*INFORMATION PROVIDED*.
◆ ◆ ◆ ◆

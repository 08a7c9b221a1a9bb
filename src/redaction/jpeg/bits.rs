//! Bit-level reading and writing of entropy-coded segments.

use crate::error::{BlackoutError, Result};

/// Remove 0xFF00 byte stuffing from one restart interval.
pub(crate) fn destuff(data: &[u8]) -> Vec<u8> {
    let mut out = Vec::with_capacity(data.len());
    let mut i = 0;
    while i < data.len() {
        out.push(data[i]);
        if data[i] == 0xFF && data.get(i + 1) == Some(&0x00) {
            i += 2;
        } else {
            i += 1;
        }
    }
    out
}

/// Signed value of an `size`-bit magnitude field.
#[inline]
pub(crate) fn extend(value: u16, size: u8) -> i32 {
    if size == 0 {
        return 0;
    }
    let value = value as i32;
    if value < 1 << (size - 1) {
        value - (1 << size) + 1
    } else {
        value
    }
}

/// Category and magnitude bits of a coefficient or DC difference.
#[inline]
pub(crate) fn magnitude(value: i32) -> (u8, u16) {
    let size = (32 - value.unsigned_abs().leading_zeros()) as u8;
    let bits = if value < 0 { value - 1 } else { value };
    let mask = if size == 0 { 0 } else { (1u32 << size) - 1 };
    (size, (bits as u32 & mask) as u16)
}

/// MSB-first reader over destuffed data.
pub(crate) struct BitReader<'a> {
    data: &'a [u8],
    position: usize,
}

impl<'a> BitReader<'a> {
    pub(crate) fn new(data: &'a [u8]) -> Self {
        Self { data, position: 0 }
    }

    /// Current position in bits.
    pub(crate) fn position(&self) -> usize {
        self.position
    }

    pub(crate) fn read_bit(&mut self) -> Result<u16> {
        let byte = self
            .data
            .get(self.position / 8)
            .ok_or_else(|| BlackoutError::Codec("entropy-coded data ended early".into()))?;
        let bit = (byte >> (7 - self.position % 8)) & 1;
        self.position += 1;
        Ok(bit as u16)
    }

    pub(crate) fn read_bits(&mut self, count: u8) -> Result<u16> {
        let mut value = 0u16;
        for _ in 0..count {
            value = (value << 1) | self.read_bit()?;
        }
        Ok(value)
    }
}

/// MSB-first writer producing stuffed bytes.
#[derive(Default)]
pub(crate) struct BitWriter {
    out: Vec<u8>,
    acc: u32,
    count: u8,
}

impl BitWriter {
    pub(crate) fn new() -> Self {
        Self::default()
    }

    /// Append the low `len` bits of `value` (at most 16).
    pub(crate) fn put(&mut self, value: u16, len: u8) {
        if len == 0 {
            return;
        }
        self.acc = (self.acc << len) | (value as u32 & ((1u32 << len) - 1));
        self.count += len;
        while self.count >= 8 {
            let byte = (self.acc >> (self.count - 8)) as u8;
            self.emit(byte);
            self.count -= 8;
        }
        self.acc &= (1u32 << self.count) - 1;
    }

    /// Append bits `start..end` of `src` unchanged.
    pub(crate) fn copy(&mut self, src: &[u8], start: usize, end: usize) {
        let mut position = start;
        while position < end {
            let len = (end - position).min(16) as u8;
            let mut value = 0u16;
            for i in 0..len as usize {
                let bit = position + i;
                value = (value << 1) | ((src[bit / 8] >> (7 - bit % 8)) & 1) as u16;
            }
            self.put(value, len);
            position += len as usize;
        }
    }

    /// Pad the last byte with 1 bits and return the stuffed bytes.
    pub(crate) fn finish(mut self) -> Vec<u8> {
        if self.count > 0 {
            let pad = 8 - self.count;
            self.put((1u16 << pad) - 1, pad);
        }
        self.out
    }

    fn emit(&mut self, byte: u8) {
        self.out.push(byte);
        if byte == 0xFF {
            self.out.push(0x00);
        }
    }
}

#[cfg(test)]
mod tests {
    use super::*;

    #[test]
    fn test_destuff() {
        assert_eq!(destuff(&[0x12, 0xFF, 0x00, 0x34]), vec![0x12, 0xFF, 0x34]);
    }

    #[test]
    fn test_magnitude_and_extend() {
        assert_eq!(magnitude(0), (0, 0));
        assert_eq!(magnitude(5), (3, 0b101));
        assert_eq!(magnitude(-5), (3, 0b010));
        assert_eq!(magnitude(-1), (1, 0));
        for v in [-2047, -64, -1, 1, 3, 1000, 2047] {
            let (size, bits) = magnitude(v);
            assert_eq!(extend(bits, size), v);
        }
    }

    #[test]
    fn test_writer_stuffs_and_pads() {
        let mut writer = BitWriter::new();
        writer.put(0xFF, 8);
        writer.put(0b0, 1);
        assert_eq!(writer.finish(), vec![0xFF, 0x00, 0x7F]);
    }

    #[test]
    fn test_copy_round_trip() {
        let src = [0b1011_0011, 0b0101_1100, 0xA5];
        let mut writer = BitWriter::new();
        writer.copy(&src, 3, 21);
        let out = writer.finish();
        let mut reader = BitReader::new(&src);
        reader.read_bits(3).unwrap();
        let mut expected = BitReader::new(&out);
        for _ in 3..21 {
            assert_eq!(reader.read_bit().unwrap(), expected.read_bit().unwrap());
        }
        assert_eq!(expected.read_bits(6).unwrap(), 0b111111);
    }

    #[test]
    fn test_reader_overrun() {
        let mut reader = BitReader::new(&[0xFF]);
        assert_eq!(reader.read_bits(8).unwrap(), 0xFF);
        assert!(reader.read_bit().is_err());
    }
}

◆ ◆ ◆ ◆

*EXERCISE DIRECTIONS*.
Look through the data above and return each line where the string "entropy" occurs.

*TASK ANSWER*.
//! Bit-level reading and writing of entropy-coded segments.
            .ok_or_else(|| BlackoutError::Codec("entropy-coded data ended early".into()))?;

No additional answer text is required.